▶ [THE TASK] Your answer is one number, how many lines in the entries include "Reenqueue".

Items listed in a dataset:
────

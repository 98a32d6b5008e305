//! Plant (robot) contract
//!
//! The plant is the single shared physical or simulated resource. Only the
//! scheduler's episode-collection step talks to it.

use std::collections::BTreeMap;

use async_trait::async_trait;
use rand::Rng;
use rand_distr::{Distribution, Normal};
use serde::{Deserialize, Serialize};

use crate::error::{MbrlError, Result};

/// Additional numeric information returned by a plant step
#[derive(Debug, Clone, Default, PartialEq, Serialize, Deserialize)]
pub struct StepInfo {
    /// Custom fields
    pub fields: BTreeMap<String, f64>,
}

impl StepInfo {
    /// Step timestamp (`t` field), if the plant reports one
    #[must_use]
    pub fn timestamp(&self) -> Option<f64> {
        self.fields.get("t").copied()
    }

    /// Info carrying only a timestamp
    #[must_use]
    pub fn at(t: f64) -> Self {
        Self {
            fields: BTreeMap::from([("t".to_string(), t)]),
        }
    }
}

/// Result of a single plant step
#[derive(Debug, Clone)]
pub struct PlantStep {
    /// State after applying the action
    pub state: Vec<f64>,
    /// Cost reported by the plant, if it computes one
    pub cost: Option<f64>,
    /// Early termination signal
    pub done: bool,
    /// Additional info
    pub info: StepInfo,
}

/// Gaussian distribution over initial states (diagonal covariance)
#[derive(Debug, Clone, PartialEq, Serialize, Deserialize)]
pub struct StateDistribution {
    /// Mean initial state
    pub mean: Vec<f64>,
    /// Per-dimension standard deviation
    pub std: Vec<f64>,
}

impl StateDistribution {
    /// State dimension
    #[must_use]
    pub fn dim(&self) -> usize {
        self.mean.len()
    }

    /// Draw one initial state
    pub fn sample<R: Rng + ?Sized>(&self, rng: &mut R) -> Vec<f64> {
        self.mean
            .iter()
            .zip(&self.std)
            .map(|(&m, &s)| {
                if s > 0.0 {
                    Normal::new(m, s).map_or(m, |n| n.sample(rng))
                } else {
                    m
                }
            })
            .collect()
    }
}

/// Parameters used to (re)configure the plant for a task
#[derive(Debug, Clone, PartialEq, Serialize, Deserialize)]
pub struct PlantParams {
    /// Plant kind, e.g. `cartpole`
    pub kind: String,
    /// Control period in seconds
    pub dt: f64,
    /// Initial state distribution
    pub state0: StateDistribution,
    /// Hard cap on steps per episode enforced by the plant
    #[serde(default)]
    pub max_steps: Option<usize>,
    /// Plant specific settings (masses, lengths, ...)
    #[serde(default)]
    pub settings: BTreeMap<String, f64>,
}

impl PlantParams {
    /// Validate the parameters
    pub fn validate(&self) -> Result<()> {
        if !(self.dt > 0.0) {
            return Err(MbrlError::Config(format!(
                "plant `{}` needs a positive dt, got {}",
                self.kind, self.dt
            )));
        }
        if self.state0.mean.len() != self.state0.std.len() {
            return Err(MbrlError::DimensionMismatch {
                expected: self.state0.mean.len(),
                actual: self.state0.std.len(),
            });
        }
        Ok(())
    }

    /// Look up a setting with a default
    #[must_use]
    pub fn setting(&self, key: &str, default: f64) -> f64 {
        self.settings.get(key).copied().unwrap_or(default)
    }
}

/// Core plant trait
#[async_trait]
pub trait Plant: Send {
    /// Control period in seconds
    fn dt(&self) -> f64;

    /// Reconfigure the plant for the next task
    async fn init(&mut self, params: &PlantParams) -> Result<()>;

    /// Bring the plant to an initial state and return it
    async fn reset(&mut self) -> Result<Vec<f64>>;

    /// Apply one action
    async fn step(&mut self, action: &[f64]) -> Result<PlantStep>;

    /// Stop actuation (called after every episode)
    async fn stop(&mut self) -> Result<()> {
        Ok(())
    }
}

────

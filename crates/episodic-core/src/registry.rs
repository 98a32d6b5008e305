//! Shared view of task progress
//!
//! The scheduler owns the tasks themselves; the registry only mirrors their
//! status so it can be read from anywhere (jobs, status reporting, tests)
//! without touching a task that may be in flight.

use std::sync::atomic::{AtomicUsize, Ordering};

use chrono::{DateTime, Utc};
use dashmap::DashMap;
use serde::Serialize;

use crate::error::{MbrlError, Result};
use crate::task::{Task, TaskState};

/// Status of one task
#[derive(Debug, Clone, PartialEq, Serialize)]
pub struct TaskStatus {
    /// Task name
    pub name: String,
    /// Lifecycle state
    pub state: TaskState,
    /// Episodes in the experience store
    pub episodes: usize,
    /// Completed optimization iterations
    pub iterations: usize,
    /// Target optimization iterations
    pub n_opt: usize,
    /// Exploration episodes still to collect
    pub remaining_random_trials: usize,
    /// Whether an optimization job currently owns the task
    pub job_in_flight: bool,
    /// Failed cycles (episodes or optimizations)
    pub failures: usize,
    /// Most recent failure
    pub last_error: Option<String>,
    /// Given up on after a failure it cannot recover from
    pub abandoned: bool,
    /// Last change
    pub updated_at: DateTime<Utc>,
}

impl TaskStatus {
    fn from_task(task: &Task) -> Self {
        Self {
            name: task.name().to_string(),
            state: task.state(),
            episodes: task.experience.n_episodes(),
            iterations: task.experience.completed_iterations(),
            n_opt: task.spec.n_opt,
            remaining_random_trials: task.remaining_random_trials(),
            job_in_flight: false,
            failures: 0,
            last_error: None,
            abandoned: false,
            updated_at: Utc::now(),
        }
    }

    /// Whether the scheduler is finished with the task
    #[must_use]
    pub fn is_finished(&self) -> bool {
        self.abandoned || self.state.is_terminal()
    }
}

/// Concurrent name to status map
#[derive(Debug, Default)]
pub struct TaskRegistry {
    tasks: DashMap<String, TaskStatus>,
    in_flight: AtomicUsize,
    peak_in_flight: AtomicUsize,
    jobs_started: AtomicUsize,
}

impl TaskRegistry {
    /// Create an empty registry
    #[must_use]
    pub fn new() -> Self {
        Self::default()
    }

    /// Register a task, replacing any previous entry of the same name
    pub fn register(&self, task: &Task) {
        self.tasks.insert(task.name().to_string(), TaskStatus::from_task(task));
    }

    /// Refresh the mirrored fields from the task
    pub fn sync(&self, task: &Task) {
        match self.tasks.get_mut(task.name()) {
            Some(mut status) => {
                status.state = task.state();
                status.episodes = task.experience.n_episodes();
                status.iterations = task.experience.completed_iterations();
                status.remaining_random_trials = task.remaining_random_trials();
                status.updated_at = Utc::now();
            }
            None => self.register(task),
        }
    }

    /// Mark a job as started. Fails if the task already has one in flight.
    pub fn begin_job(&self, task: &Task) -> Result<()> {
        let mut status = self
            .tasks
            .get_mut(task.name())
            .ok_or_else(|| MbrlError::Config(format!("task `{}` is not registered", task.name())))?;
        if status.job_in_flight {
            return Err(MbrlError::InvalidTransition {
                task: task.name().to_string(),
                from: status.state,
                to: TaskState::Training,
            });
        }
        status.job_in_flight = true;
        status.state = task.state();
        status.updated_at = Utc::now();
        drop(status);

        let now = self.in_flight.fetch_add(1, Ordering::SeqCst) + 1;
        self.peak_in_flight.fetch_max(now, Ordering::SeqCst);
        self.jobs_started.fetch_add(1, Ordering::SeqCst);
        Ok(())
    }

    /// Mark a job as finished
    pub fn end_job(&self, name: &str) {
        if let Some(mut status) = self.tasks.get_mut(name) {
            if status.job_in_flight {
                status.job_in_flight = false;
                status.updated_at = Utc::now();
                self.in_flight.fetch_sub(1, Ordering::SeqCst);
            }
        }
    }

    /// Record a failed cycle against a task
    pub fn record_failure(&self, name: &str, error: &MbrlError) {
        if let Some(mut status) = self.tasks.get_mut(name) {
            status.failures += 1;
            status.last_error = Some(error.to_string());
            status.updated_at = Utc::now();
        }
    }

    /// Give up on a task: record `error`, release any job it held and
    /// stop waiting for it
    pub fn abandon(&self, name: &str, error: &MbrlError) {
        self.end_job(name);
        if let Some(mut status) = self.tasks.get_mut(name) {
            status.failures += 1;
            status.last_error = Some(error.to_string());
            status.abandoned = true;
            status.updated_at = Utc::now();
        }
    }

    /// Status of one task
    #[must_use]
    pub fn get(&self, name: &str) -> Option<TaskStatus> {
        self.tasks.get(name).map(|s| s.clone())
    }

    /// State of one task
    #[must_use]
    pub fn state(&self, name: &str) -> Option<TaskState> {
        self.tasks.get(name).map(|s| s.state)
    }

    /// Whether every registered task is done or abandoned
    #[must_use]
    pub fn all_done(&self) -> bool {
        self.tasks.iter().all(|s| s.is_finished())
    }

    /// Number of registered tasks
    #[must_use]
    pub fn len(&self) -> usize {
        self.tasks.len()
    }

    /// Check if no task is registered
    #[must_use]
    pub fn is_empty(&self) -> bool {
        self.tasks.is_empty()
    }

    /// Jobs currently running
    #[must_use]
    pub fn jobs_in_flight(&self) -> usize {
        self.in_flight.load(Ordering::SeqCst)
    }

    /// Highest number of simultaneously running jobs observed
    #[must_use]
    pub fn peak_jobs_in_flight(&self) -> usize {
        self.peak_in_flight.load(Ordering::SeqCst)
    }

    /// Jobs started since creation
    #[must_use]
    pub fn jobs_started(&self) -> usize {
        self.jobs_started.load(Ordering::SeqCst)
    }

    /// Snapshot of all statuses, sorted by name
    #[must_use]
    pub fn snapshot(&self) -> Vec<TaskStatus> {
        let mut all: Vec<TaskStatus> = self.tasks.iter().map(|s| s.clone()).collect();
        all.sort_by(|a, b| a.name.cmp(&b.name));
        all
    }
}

────

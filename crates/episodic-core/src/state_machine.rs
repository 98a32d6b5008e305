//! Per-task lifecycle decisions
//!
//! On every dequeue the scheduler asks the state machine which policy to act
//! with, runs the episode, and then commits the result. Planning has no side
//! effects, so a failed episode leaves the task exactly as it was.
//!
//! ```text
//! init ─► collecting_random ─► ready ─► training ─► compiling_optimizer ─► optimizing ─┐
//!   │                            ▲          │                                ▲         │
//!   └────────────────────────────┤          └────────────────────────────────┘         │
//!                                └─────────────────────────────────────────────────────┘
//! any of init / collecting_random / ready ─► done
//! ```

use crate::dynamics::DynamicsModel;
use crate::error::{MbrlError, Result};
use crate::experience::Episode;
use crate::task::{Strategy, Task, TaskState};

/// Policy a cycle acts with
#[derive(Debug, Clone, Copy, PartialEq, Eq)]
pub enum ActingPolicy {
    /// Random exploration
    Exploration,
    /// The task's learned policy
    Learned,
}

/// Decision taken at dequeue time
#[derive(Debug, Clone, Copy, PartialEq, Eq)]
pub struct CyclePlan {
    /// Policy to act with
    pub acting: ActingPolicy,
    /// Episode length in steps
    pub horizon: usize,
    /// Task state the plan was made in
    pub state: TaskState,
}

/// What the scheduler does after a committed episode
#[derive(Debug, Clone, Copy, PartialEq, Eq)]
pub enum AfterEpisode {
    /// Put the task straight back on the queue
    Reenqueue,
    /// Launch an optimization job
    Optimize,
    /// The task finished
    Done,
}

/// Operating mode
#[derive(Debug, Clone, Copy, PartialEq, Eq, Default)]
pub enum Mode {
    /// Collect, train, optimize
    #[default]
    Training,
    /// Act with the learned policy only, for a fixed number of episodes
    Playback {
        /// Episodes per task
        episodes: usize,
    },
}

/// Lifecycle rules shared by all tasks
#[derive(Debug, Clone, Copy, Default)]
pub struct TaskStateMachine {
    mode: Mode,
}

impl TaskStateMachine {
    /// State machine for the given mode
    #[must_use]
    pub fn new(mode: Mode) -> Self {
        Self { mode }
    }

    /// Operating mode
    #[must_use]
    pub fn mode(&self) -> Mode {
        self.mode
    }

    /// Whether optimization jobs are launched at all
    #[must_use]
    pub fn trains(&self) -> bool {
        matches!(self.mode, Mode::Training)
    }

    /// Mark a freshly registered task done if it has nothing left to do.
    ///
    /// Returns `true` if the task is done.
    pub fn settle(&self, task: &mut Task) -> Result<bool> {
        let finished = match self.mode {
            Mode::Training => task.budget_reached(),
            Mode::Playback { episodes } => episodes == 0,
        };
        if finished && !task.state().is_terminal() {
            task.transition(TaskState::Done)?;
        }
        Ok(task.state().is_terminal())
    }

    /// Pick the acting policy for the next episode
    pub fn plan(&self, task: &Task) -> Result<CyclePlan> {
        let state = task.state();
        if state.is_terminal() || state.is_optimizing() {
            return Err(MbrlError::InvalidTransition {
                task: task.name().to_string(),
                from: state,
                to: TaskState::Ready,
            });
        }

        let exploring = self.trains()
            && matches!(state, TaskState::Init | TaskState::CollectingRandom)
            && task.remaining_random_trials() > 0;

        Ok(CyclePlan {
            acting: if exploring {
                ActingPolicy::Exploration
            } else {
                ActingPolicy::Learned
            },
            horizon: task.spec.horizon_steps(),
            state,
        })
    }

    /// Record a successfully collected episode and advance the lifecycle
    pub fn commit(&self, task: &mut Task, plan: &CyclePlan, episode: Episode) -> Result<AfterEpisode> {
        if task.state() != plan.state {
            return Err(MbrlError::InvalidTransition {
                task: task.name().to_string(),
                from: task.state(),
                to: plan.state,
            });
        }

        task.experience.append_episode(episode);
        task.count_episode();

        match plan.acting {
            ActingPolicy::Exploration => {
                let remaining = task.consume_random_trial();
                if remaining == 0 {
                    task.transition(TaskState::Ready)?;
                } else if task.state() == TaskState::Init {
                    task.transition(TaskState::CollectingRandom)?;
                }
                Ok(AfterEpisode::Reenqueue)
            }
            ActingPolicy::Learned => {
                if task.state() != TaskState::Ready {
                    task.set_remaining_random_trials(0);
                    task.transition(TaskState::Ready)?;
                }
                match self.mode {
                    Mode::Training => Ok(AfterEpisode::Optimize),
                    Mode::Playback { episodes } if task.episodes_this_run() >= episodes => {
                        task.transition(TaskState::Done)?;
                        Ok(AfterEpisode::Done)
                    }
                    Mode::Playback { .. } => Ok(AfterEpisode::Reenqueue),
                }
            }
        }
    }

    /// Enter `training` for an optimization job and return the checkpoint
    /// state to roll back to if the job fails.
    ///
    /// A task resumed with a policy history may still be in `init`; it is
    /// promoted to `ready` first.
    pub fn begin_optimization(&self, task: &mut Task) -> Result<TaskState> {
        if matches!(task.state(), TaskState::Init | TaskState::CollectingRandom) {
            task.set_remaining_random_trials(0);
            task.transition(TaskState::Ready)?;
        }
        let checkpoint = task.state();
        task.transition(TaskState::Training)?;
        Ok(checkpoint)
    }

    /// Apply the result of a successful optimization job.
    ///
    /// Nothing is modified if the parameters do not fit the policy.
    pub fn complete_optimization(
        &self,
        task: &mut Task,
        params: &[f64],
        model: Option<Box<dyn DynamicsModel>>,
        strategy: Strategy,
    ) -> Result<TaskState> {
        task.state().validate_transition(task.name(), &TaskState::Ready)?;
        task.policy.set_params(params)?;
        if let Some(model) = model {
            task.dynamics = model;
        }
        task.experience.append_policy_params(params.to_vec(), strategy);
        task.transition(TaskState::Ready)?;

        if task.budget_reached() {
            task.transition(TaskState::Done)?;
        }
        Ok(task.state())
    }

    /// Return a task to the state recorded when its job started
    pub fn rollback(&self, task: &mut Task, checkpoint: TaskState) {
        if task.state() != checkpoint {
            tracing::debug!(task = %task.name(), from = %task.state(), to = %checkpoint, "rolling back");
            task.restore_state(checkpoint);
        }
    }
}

────

▶ [RESULT OF THIS TASK] 3